** Opening Given information block **

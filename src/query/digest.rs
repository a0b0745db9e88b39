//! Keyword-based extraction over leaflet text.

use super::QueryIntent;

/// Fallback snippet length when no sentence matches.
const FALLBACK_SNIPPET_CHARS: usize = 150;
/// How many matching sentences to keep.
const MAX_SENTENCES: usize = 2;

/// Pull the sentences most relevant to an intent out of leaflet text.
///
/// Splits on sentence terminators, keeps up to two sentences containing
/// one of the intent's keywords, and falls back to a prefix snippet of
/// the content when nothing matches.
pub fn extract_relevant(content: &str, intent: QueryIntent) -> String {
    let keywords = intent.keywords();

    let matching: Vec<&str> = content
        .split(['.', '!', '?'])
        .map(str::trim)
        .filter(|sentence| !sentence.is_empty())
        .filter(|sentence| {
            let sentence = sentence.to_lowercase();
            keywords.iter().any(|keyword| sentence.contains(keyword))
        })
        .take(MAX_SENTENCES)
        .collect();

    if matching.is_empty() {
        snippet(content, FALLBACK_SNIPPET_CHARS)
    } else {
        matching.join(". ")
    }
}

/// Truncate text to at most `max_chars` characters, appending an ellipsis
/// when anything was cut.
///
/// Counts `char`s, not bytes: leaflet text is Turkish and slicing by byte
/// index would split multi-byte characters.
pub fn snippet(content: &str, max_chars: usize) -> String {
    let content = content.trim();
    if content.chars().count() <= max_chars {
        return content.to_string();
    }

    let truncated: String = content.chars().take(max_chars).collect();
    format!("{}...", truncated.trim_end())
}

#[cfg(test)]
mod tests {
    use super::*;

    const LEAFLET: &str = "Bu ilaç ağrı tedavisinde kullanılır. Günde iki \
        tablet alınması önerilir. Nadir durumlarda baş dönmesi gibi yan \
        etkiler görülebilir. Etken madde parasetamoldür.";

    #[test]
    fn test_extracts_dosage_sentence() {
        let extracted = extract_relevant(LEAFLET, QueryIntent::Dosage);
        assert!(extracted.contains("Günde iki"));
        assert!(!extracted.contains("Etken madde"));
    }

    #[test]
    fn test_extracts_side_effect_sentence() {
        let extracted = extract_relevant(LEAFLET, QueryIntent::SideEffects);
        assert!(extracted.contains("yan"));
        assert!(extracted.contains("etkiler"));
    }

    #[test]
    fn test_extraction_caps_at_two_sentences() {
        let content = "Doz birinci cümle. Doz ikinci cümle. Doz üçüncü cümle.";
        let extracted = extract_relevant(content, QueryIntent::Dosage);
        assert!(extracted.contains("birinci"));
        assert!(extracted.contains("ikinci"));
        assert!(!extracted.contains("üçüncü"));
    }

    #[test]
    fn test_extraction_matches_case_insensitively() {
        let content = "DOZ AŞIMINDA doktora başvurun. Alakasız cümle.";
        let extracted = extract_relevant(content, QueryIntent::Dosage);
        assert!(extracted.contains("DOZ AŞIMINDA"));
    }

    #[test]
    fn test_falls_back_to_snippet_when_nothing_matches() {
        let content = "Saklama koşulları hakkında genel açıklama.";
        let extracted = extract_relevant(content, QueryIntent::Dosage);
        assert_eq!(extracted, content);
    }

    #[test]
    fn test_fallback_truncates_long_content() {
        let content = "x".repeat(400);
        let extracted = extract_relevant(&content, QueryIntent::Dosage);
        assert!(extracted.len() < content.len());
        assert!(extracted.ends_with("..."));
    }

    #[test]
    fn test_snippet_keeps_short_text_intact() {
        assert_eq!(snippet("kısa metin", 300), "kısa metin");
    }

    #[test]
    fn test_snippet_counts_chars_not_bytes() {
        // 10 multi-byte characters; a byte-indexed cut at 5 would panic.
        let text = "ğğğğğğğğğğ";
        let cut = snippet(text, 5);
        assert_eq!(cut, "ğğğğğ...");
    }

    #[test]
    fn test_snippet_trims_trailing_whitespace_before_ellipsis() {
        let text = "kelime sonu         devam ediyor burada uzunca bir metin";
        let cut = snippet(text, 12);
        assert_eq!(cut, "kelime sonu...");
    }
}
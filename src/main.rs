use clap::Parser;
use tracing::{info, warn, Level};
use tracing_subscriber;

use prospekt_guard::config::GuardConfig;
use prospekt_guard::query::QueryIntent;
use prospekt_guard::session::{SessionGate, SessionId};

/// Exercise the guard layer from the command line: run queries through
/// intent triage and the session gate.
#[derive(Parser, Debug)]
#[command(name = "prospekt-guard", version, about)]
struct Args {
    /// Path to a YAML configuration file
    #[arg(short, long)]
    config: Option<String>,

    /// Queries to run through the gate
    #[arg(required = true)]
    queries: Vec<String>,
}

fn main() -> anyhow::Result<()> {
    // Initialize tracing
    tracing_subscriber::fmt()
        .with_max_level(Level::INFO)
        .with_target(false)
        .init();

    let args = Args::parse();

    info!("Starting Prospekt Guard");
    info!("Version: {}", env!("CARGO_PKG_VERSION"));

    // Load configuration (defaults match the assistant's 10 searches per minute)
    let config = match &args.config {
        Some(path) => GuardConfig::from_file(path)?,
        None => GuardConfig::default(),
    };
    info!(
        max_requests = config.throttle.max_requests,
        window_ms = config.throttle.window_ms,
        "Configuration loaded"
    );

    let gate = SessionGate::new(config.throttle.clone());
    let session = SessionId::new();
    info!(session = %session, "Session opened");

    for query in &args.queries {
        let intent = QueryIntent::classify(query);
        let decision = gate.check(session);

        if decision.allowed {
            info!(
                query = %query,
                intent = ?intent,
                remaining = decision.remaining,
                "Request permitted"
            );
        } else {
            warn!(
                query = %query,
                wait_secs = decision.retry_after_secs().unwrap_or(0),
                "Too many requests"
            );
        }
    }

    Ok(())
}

** Closing Given information block **

Task to carry out ->
Could you return the complete set of entries exactly?

Result below ->
filename src/query/digest.rs
repository a0b0745db9e88b39
//! Keyword-based extraction over leaflet text.

use super::QueryIntent;

/// Fallback snippet length when no sentence matches.
const FALLBACK_SNIPPET_CHARS: usize = 150;
/// How many matching sentences to keep.
const MAX_SENTENCES: usize = 2;

/// Pull the sentences most relevant to an intent out of leaflet text.
///
/// Splits on sentence terminators, keeps up to two sentences containing
/// one of the intent's keywords, and falls back to a prefix snippet of
/// the content when nothing matches.
pub fn extract_relevant(content: &str, intent: QueryIntent) -> String {
    let keywords = intent.keywords();

    let matching: Vec<&str> = content
        .split(['.', '!', '?'])
        .map(str::trim)
        .filter(|sentence| !sentence.is_empty())
        .filter(|sentence| {
            let sentence = sentence.to_lowercase();
            keywords.iter().any(|keyword| sentence.contains(keyword))
        })
        .take(MAX_SENTENCES)
        .collect();

    if matching.is_empty() {
        snippet(content, FALLBACK_SNIPPET_CHARS)
    } else {
        matching.join(". ")
    }
}

/// Truncate text to at most `max_chars` characters, appending an ellipsis
/// when anything was cut.
///
/// Counts `char`s, not bytes: leaflet text is Turkish and slicing by byte
/// index would split multi-byte characters.
pub fn snippet(content: &str, max_chars: usize) -> String {
    let content = content.trim();
    if content.chars().count() <= max_chars {
        return content.to_string();
    }

    let truncated: String = content.chars().take(max_chars).collect();
    format!("{}...", truncated.trim_end())
}

#[cfg(test)]
mod tests {
    use super::*;

    const LEAFLET: &str = "Bu ilaç ağrı tedavisinde kullanılır. Günde iki \
        tablet alınması önerilir. Nadir durumlarda baş dönmesi gibi yan \
        etkiler görülebilir. Etken madde parasetamoldür.";

    #[test]
    fn test_extracts_dosage_sentence() {
        let extracted = extract_relevant(LEAFLET, QueryIntent::Dosage);
        assert!(extracted.contains("Günde iki"));
        assert!(!extracted.contains("Etken madde"));
    }

    #[test]
    fn test_extracts_side_effect_sentence() {
        let extracted = extract_relevant(LEAFLET, QueryIntent::SideEffects);
        assert!(extracted.contains("yan"));
        assert!(extracted.contains("etkiler"));
    }

    #[test]
    fn test_extraction_caps_at_two_sentences() {
        let content = "Doz birinci cümle. Doz ikinci cümle. Doz üçüncü cümle.";
        let extracted = extract_relevant(content, QueryIntent::Dosage);
        assert!(extracted.contains("birinci"));
        assert!(extracted.contains("ikinci"));
        assert!(!extracted.contains("üçüncü"));
    }

    #[test]
    fn test_extraction_matches_case_insensitively() {
        let content = "DOZ AŞIMINDA doktora başvurun. Alakasız cümle.";
        let extracted = extract_relevant(content, QueryIntent::Dosage);
        assert!(extracted.contains("DOZ AŞIMINDA"));
    }

    #[test]
    fn test_falls_back_to_snippet_when_nothing_matches() {
        let content = "Saklama koşulları hakkında genel açıklama.";
        let extracted = extract_relevant(content, QueryIntent::Dosage);
        assert_eq!(extracted, content);
    }

    #[test]
    fn test_fallback_truncates_long_content() {
        let content = "x".repeat(400);
        let extracted = extract_relevant(&content, QueryIntent::Dosage);
        assert!(extracted.len() < content.len());
        assert!(extracted.ends_with("..."));
    }

    #[test]
    fn test_snippet_keeps_short_text_intact() {
        assert_eq!(snippet("kısa metin", 300), "kısa metin");
    }

    #[test]
    fn test_snippet_counts_chars_not_bytes() {
        // 10 multi-byte characters; a byte-indexed cut at 5 would panic.
        let text = "ğğğğğğğğğğ";
        let cut = snippet(text, 5);
        assert_eq!(cut, "ğğğğğ...");
    }

    #[test]
    fn test_snippet_trims_trailing_whitespace_before_ellipsis() {
        let text = "kelime sonu         devam ediyor burada uzunca bir metin";
        let cut = snippet(text, 12);
        assert_eq!(cut, "kelime sonu...");
    }
}
filename src/main.rs
use clap::Parser;
use tracing::{info, warn, Level};
use tracing_subscriber;

use prospekt_guard::config::GuardConfig;
use prospekt_guard::query::QueryIntent;
use prospekt_guard::session::{SessionGate, SessionId};

/// Exercise the guard layer from the command line: run queries through
/// intent triage and the session gate.
#[derive(Parser, Debug)]
#[command(name = "prospekt-guard", version, about)]
struct Args {
    /// Path to a YAML configuration file
    #[arg(short, long)]
    config: Option<String>,

    /// Queries to run through the gate
    #[arg(required = true)]
    queries: Vec<String>,
}

fn main() -> anyhow::Result<()> {
    // Initialize tracing
    tracing_subscriber::fmt()
        .with_max_level(Level::INFO)
        .with_target(false)
        .init();

    let args = Args::parse();

    info!("Starting Prospekt Guard");
    info!("Version: {}", env!("CARGO_PKG_VERSION"));

    // Load configuration (defaults match the assistant's 10 searches per minute)
    let config = match &args.config {
        Some(path) => GuardConfig::from_file(path)?,
        None => GuardConfig::default(),
    };
    info!(
        max_requests = config.throttle.max_requests,
        window_ms = config.throttle.window_ms,
        "Configuration loaded"
    );

    let gate = SessionGate::new(config.throttle.clone());
    let session = SessionId::new();
    info!(session = %session, "Session opened");

    for query in &args.queries {
        let intent = QueryIntent::classify(query);
        let decision = gate.check(session);

        if decision.allowed {
            info!(
                query = %query,
                intent = ?intent,
                remaining = decision.remaining,
                "Request permitted"
            );
        } else {
            warn!(
                query = %query,
                wait_secs = decision.retry_after_secs().unwrap_or(0),
                "Too many requests"
            );
        }
    }

    Ok(())
}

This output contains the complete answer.